■ Action item ■
Please filter the entries and return only the lines that include "been".

○ ○ ○

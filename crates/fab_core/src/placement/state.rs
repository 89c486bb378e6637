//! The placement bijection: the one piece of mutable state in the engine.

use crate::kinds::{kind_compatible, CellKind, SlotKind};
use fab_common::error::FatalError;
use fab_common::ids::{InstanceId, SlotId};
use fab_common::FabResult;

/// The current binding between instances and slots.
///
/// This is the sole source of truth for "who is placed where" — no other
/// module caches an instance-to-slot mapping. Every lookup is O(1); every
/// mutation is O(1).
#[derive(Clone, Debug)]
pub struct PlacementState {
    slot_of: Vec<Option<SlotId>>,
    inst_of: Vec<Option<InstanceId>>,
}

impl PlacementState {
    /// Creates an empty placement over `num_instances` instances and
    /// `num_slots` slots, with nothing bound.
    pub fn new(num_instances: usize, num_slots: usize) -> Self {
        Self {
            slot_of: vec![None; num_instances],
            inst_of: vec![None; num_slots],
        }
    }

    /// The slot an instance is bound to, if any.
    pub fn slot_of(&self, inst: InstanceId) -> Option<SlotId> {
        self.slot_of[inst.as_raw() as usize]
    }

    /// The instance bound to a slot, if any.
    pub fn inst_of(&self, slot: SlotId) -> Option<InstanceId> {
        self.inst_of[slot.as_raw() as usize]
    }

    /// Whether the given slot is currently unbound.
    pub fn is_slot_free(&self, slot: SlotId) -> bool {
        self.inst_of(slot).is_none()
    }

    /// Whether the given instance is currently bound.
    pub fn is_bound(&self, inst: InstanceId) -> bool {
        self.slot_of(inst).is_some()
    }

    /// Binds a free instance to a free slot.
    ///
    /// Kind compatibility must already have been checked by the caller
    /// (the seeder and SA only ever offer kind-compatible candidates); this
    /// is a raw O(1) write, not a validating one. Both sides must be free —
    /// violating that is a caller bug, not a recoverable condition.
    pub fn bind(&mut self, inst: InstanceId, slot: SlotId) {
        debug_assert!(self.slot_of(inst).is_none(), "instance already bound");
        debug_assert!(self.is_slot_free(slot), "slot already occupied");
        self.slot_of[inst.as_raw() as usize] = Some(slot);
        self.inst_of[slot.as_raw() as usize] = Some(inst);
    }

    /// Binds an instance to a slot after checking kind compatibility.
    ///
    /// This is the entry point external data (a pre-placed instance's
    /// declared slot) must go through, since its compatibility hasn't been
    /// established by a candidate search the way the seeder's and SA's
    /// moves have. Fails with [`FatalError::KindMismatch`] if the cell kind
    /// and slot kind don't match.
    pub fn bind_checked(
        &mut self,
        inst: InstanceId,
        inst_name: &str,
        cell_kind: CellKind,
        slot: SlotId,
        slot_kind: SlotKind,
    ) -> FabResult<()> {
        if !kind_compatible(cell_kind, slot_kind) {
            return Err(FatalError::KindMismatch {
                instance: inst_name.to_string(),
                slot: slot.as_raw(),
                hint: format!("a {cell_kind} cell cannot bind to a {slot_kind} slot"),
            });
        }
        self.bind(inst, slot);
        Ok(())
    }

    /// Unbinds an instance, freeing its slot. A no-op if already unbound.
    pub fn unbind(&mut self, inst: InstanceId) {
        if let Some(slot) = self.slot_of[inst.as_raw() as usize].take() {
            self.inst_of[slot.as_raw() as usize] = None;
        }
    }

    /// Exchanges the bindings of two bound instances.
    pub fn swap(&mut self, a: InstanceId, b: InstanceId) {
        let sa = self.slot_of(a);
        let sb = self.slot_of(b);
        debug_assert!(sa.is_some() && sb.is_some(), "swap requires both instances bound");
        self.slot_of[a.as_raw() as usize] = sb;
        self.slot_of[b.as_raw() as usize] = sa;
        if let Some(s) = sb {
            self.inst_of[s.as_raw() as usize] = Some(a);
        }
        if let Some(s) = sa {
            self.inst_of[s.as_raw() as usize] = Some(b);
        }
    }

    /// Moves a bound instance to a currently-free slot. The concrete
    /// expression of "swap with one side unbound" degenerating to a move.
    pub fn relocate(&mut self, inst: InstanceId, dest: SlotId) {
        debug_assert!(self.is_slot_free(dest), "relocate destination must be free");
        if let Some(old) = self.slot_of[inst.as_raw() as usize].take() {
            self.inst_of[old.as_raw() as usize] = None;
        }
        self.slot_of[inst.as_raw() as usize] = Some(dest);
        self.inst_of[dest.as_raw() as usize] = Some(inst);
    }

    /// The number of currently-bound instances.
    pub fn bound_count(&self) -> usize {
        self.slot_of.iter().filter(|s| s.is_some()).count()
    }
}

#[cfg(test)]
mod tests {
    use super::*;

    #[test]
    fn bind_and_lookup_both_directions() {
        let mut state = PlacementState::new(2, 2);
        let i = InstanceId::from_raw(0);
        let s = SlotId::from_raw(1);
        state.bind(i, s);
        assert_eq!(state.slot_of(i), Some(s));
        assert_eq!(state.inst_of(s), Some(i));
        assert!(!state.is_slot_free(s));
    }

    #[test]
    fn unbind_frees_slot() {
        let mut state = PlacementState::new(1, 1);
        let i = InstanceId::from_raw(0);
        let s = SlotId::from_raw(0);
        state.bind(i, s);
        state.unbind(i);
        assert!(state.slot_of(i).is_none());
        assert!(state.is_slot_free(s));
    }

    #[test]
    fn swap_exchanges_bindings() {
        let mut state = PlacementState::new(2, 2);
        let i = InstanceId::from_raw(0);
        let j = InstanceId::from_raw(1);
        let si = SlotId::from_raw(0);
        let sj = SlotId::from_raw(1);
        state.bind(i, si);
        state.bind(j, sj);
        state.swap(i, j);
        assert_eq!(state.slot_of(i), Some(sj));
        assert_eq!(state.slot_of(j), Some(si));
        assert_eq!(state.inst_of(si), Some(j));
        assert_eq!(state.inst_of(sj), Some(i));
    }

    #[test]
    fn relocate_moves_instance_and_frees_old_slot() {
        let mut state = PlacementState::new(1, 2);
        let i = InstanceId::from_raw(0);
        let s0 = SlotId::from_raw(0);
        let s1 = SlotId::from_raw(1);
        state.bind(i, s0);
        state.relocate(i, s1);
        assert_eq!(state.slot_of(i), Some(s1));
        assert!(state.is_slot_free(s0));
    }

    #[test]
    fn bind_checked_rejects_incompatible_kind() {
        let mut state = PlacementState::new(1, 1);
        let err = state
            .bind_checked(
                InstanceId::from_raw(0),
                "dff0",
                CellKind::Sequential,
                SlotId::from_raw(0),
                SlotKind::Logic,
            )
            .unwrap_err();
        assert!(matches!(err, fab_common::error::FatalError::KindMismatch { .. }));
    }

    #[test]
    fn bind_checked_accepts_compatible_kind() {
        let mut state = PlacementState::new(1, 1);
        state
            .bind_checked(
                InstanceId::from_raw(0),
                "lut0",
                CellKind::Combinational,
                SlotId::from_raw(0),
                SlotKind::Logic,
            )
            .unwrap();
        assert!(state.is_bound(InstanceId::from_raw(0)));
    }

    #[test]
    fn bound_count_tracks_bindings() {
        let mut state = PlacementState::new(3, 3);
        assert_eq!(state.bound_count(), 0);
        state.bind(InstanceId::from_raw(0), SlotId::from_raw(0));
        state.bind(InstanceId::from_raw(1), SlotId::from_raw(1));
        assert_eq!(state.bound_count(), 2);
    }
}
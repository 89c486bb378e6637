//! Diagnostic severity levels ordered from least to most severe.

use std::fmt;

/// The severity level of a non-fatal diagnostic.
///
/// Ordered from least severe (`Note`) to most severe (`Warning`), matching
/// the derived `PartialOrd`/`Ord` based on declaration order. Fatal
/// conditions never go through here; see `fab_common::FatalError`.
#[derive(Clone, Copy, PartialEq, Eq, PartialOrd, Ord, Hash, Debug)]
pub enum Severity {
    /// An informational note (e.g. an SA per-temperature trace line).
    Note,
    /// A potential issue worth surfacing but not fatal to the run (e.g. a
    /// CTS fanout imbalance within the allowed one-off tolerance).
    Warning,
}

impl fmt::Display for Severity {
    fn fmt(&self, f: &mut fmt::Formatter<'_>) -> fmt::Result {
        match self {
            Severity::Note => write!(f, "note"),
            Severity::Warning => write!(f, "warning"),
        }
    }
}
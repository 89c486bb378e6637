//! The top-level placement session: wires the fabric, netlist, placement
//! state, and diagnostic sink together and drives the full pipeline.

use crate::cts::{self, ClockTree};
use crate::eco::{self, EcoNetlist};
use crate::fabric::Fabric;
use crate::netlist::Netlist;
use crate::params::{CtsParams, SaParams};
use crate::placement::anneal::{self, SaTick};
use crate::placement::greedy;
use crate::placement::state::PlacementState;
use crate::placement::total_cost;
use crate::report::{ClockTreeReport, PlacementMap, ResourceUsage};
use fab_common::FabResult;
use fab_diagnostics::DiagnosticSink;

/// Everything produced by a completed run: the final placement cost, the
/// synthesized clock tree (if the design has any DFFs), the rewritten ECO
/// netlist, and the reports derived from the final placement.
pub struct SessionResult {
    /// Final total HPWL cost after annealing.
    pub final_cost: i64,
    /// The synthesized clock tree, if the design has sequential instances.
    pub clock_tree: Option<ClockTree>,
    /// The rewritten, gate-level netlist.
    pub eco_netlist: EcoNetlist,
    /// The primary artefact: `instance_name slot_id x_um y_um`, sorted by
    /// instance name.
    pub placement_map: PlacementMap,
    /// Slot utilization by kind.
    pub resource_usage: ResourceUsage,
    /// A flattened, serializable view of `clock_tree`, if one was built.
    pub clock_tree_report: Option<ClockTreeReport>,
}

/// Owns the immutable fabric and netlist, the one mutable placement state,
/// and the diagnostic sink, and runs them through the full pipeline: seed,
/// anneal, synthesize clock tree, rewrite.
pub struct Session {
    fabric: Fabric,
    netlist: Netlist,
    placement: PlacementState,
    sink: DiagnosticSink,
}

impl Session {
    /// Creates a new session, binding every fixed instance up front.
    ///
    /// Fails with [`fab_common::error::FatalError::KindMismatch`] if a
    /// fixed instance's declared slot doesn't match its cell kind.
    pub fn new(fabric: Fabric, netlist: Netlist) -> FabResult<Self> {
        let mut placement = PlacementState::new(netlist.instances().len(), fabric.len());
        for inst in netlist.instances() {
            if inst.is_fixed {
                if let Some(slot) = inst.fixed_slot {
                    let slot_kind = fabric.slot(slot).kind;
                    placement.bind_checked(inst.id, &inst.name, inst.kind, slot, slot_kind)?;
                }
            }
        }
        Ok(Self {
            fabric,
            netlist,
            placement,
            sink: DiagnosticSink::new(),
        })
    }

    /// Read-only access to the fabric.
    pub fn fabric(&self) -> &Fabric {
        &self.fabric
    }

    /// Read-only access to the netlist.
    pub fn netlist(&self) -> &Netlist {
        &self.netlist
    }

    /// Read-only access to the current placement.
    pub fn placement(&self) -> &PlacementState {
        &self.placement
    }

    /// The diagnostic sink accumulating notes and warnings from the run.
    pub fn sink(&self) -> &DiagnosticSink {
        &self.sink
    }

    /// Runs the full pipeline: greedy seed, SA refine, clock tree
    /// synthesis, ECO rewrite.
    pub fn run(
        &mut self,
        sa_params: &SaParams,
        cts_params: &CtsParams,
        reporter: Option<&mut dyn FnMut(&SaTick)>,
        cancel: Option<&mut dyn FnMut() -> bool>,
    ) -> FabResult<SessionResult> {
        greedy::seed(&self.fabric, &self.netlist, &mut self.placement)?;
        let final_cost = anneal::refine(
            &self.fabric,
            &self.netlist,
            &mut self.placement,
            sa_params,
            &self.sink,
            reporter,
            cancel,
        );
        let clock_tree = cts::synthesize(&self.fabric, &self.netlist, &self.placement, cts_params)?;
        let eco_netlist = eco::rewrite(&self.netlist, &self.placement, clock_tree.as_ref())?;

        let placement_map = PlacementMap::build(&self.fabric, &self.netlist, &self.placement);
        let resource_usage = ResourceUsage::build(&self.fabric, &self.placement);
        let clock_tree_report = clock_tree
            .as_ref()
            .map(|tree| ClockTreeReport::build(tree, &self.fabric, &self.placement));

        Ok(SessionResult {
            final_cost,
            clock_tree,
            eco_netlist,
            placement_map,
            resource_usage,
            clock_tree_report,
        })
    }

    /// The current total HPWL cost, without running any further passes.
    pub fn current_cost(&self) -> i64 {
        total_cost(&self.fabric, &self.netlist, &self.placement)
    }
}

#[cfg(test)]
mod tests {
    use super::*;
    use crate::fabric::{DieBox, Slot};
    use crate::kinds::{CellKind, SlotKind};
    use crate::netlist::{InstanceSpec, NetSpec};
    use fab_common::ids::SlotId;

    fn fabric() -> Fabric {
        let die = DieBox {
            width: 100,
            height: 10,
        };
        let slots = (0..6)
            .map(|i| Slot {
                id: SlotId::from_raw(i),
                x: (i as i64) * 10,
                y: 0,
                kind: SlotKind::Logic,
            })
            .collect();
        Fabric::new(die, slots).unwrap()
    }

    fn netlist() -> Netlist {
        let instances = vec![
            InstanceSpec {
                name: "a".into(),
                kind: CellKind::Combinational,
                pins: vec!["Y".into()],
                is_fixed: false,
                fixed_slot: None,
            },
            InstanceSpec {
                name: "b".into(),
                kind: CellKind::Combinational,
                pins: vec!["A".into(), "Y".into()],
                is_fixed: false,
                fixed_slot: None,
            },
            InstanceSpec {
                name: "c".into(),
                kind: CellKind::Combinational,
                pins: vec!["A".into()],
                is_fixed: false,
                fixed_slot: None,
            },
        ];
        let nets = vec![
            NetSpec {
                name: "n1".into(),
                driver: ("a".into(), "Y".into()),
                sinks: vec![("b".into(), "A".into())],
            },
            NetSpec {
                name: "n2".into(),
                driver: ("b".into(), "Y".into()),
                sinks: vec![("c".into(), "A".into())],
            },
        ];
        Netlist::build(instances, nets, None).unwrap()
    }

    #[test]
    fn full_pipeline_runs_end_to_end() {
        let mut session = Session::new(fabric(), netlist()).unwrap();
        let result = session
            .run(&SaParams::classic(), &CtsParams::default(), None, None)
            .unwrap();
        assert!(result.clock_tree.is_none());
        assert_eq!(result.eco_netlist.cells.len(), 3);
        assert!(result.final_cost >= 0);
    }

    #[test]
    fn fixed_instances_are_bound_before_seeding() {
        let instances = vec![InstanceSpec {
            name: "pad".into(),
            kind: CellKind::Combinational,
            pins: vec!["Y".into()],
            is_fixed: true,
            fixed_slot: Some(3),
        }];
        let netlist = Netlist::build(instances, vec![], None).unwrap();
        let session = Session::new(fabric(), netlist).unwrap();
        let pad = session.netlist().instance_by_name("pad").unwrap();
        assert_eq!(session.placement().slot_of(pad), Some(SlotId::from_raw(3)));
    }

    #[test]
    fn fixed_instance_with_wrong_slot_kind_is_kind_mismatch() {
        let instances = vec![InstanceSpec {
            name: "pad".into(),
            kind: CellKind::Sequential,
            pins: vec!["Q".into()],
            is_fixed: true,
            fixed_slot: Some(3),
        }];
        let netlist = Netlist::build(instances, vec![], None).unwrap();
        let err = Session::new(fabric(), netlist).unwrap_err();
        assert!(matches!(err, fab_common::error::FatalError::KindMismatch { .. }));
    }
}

○ ○ ○

■ Output below ■
    /// Kind compatibility must already have been checked by the caller
    /// declared slot) must go through, since its compatibility hasn't been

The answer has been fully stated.